//! ALPN 协商能力探测与按连接注册。
//!
//! # 教案级注释
//!
//! ## 意图（Why）
//! - 不同记录层引擎暴露 ALPN 的方式不同：有的原生支持协议列表，有的只接受服务端选择回调，
//!   还有的需要宿主在引导阶段把回调登记到进程级注册表；
//! - 会话层在进程启动时按固定顺序探测一次，选出首个可用策略，此后每条连接都沿用它。
//!
//! ## 逻辑（How）
//! - 探测顺序：[`AlpnStrategyKind::EngineNative`] → [`AlpnStrategyKind::EmbeddedSelector`]
//!   → [`AlpnStrategyKind::BootstrapRegistry`] → [`AlpnStrategyKind::BootstrapCallback`]；
//!   两种引导策略互斥，由环境变量 `SPARK_TLS_ALPN_BOOTSTRAP` 二选一；
//! - 服务端的选择规则由 [`select_protocol`] 定义：按本端偏好找出首个被客户端报价的协议，
//!   都不匹配时退回 `http/1.1`；
//! - [`AlpnRegistration`] 是每条连接的注册凭据，负责在握手结束后取回协商结果，
//!   并在释放时恰好一次地撤销注册。
//!
//! ## 契约（What）
//! - 没有任何策略可用时会话照常握手，只是不协商应用协议；
//! - 探测结果在进程内只计算一次（[`AlpnCapability::global`]），测试可用
//!   [`AlpnCapability::detect`] 构造独立实例。

mod strategy;

use std::{
    fmt,
    sync::{Arc, OnceLock},
};

use crate::{connection::ConnectionId, engine::RecordEngine, error::Result};

pub use strategy::{
    AlpnRegistration, AlpnStrategy, BootstrapCallbackAlpn, BootstrapRegistryAlpn,
    ConnectionAlpnRegistry, EmbeddedSelectorAlpn, EngineNativeAlpn, PreferenceSelector,
};

pub const H2: &str = "h2";
pub const HTTP_1_1: &str = "http/1.1";

/// 以逗号分隔列出需要禁用的策略：`native`、`selector`。
pub const ALPN_DISABLE_ENV: &str = "SPARK_TLS_ALPN_DISABLE";
/// 启用的引导策略：`registry` 或 `callback`。
pub const ALPN_BOOTSTRAP_ENV: &str = "SPARK_TLS_ALPN_BOOTSTRAP";

/// 服务端协议选择：偏好列表中首个被报价的协议，否则为 `http/1.1`。
pub fn select_protocol(preference: &[String], offered: &[&[u8]]) -> String {
    preference
        .iter()
        .find(|candidate| offered.contains(&candidate.as_bytes()))
        .cloned()
        .unwrap_or_else(|| HTTP_1_1.to_owned())
}

/// ALPN 策略种类。
#[derive(Clone, Copy, Debug, PartialEq, Eq, Hash)]
pub enum AlpnStrategyKind {
    EngineNative,
    EmbeddedSelector,
    BootstrapRegistry,
    BootstrapCallback,
}

impl fmt::Display for AlpnStrategyKind {
    fn fmt(&self, f: &mut fmt::Formatter<'_>) -> fmt::Result {
        f.write_str(match self {
            AlpnStrategyKind::EngineNative => "engine-native",
            AlpnStrategyKind::EmbeddedSelector => "embedded-selector",
            AlpnStrategyKind::BootstrapRegistry => "bootstrap-registry",
            AlpnStrategyKind::BootstrapCallback => "bootstrap-callback",
        })
    }
}

/// 宿主提供的引导式 ALPN 机制。
#[derive(Clone, Copy, Debug, PartialEq, Eq, Hash)]
pub enum BootstrapProvider {
    Registry,
    Callback,
}

/// 探测输入：哪些 ALPN 机制在当前进程中可用。
#[derive(Clone, Copy, Debug, PartialEq, Eq)]
pub struct AlpnEnvironment {
    pub engine_native: bool,
    pub embedded_selector: bool,
    pub bootstrap: Option<BootstrapProvider>,
}

impl Default for AlpnEnvironment {
    fn default() -> Self {
        Self {
            engine_native: true,
            embedded_selector: true,
            bootstrap: None,
        }
    }
}

impl AlpnEnvironment {
    /// 读取进程环境变量。
    pub fn from_env() -> Self {
        let disable = std::env::var(ALPN_DISABLE_ENV).ok();
        let bootstrap = std::env::var(ALPN_BOOTSTRAP_ENV).ok();
        Self::parse(disable.as_deref(), bootstrap.as_deref())
    }

    /// 解析环境变量取值；无法识别的条目被忽略并记录 warn 日志。
    pub fn parse(disable: Option<&str>, bootstrap: Option<&str>) -> Self {
        let mut env = Self::default();
        for entry in disable
            .unwrap_or_default()
            .split(',')
            .map(str::trim)
            .filter(|entry| !entry.is_empty())
        {
            match entry {
                "native" => env.engine_native = false,
                "selector" => env.embedded_selector = false,
                other => tracing::warn!(entry = other, "unknown alpn strategy in {ALPN_DISABLE_ENV}"),
            }
        }
        env.bootstrap = match bootstrap.map(str::trim) {
            None | Some("") => None,
            Some("registry") => Some(BootstrapProvider::Registry),
            Some("callback") => Some(BootstrapProvider::Callback),
            Some(other) => {
                tracing::warn!(value = other, "unknown bootstrap provider in {ALPN_BOOTSTRAP_ENV}");
                None
            }
        };
        env
    }
}

/// 一次探测的结论。
#[derive(Clone, Copy, Debug, PartialEq, Eq)]
pub struct AlpnProbe {
    pub kind: AlpnStrategyKind,
    pub available: bool,
}

/// 进程级 ALPN 能力：按顺序探测后选中的策略。
pub struct AlpnCapability {
    selected: Option<Arc<dyn AlpnStrategy>>,
    probes: Vec<AlpnProbe>,
}

impl AlpnCapability {
    /// 按顺序探测，首个可用的策略胜出；其后的策略不再探测。
    pub fn detect(strategies: Vec<Arc<dyn AlpnStrategy>>, env: &AlpnEnvironment) -> Self {
        let mut probes = Vec::with_capacity(strategies.len());
        let mut selected = None;
        for strategy in strategies {
            let available = strategy.probe(env);
            probes.push(AlpnProbe {
                kind: strategy.kind(),
                available,
            });
            if available {
                selected = Some(strategy);
                break;
            }
        }
        match &selected {
            Some(strategy) => tracing::info!(strategy = %strategy.kind(), "alpn strategy selected"),
            None => tracing::info!("no alpn strategy available; sessions proceed without alpn"),
        }
        Self { selected, probes }
    }

    /// 标准探测顺序。
    pub fn standard(env: &AlpnEnvironment) -> Self {
        let strategies: Vec<Arc<dyn AlpnStrategy>> = vec![
            Arc::new(EngineNativeAlpn),
            Arc::new(EmbeddedSelectorAlpn),
            Arc::new(BootstrapRegistryAlpn::default()),
            Arc::new(BootstrapCallbackAlpn::default()),
        ];
        Self::detect(strategies, env)
    }

    /// 禁用 ALPN。
    pub fn disabled() -> Self {
        Self {
            selected: None,
            probes: Vec::new(),
        }
    }

    /// 进程级单例：首次调用时读取环境变量并探测，结果此后不变。
    pub fn global() -> Arc<AlpnCapability> {
        static GLOBAL: OnceLock<Arc<AlpnCapability>> = OnceLock::new();
        GLOBAL
            .get_or_init(|| Arc::new(Self::standard(&AlpnEnvironment::from_env())))
            .clone()
    }

    pub fn kind(&self) -> Option<AlpnStrategyKind> {
        self.selected.as_ref().map(|strategy| strategy.kind())
    }

    pub fn probes(&self) -> &[AlpnProbe] {
        &self.probes
    }

    /// 为一条连接注册 ALPN；没有可用策略时返回 `None`。
    pub fn register(
        &self,
        connection: ConnectionId,
        engine: &mut dyn RecordEngine,
        protocols: &[String],
    ) -> Result<Option<AlpnRegistration>> {
        match &self.selected {
            Some(strategy) => strategy.register(connection, engine, protocols).map(Some),
            None => Ok(None),
        }
    }
}

impl fmt::Debug for AlpnCapability {
    fn fmt(&self, f: &mut fmt::Formatter<'_>) -> fmt::Result {
        f.debug_struct("AlpnCapability")
            .field("selected", &self.kind())
            .field("probes", &self.probes)
            .finish()
    }
}
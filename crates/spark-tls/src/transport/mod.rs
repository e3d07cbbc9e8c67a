//! 底层字节传输抽象。
//!
//! # 教案级注释
//!
//! ## 意图（Why）
//! - 会话层只需要“带最小字节数与超时的读”“带超时的写”两种原语；
//!   把它们收敛为 [`Transport`]，握手驱动与读写适配器即可同时服务于 tokio 套接字与内存管道。
//!
//! ## 逻辑（How）
//! - 所有原语都是 `poll_*` 形式：异步调用方直接 `.await`，阻塞调用方通过
//!   `futures::executor::block_on` 等待同一个状态机，两种模式共享一套驱动代码；
//! - 每次请求携带 [`ReadRequest`]/[`WriteRequest`]，其中的超时与排队选项来自会话配置。
//!
//! ## 契约（What）
//! - `poll_read` 向 `dst` 的可写区间追加数据并 `commit`，返回追加的字节数；
//!   返回 `0` 表示对端已关闭写方向；调用方保证 `dst.spare_capacity() >= min_bytes`；
//! - `poll_write` 返回本次接受的字节数，可能小于 `src.len()`；
//! - `IoTimeout::Immediate` 在数据不可用时立即以 `TimedOut` 失败，
//!   `IoTimeout::Abort` 直接以 `ConnectionAborted` 失败。

mod memory;
#[cfg(feature = "runtime-tokio")]
mod tokio_io;

use std::{
    io,
    task::{Context, Poll},
    time::Duration,
};

use spark_tls_buffer::Segment;

pub use memory::{MemoryTransport, TransportStats};
#[cfg(feature = "runtime-tokio")]
pub use tokio_io::TokioTransport;

/// 单次 I/O 请求的超时语义。
#[derive(Clone, Copy, Debug, Default, PartialEq, Eq, Hash)]
pub enum IoTimeout {
    /// 使用传输自身的默认行为（通常为无限等待）。
    #[default]
    Default,
    /// 数据不可用时立即失败。
    Immediate,
    /// 不执行 I/O，直接中止。
    Abort,
    /// 超过给定时长仍未完成则失败。
    After(Duration),
}

/// 读请求。
#[derive(Clone, Copy, Debug, Default, PartialEq, Eq)]
pub struct ReadRequest {
    /// 至少读到多少字节才返回（EOF 除外）。
    pub min_bytes: usize,
    /// 即使数据已就绪也先让出一次调度，把完成通知排入队列。
    pub force_queue: bool,
    pub timeout: IoTimeout,
}

/// 写请求。
#[derive(Clone, Copy, Debug, Default, PartialEq, Eq)]
pub struct WriteRequest {
    pub force_queue: bool,
    pub timeout: IoTimeout,
}

/// 会话层使用的双向字节传输。
pub trait Transport: Send {
    fn poll_read(
        &mut self,
        cx: &mut Context<'_>,
        dst: &mut Segment,
        request: &ReadRequest,
    ) -> Poll<io::Result<usize>>;

    fn poll_write(
        &mut self,
        cx: &mut Context<'_>,
        src: &[u8],
        request: &WriteRequest,
    ) -> Poll<io::Result<usize>>;

    /// 关闭写方向并释放底层资源；重复调用无副作用。
    fn shutdown(&mut self);
}

/// 把 `Abort`/`Immediate` 超时翻译为立即完成的错误。
pub(crate) fn immediate_outcome(timeout: IoTimeout, ready: bool) -> Option<io::Error> {
    match timeout {
        IoTimeout::Abort => Some(io::Error::new(
            io::ErrorKind::ConnectionAborted,
            "i/o aborted by request",
        )),
        IoTimeout::Immediate if !ready => Some(io::Error::new(
            io::ErrorKind::TimedOut,
            "i/o not immediately ready",
        )),
        _ => None,
    }
}
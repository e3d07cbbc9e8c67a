//! `spark-tls-buffer` 为 TLS 会话提供网络段与应用段的池化缓冲。
//!
//! # 模块定位（Why）
//! - 记录层引擎的每次 wrap/unwrap 都需要一块“足够大”的输出空间，读路径还会留下
//!   部分消费的密文与尚未交付的明文；这些段在多次读写之间流转，必须有单一、可审计的所有者。
//! - 基于 `bytes::BytesMut` 的自由链表复用容量，避免每条连接、每个记录都向分配器申请内存。
//!
//! # 设计概要（How）
//! - [`Segment`]：`position/limit/capacity` 三元组 + 分配模式 + 显式所有者，`Drop` 时通过
//!   [`BufferRecycler`] 归还容量，保证“释放恰好一次”；
//! - [`SegmentPool`]：自由链表 + 原子统计，提供 `acquire`/`grow`/`release`/`reuse_or_replace`；
//! - [`SegmentArray`]：引擎报告输出不足时追加整段，支撑多段 scatter 输出。
//!
//! # 契约（What）
//! - 所有公开类型满足 `Send + 'static`；`SegmentPool` 额外满足 `Sync + Clone`，可跨会话共享，
//!   但单个 `Segment` 永远只属于一个会话。
//! - 释放以值语义消费段，释放后的段在类型层面不可再被读取。

mod array;
mod pool;
mod segment;

pub use array::SegmentArray;
pub use pool::{PoolStats, SegmentPool};
pub use segment::{AllocationMode, BufferRecycler, ReclaimedBuffer, Segment, SegmentOwner};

Try it: A count alone is required. How many lines in the entries contain the string "TimedOut"?

Result of the task: 2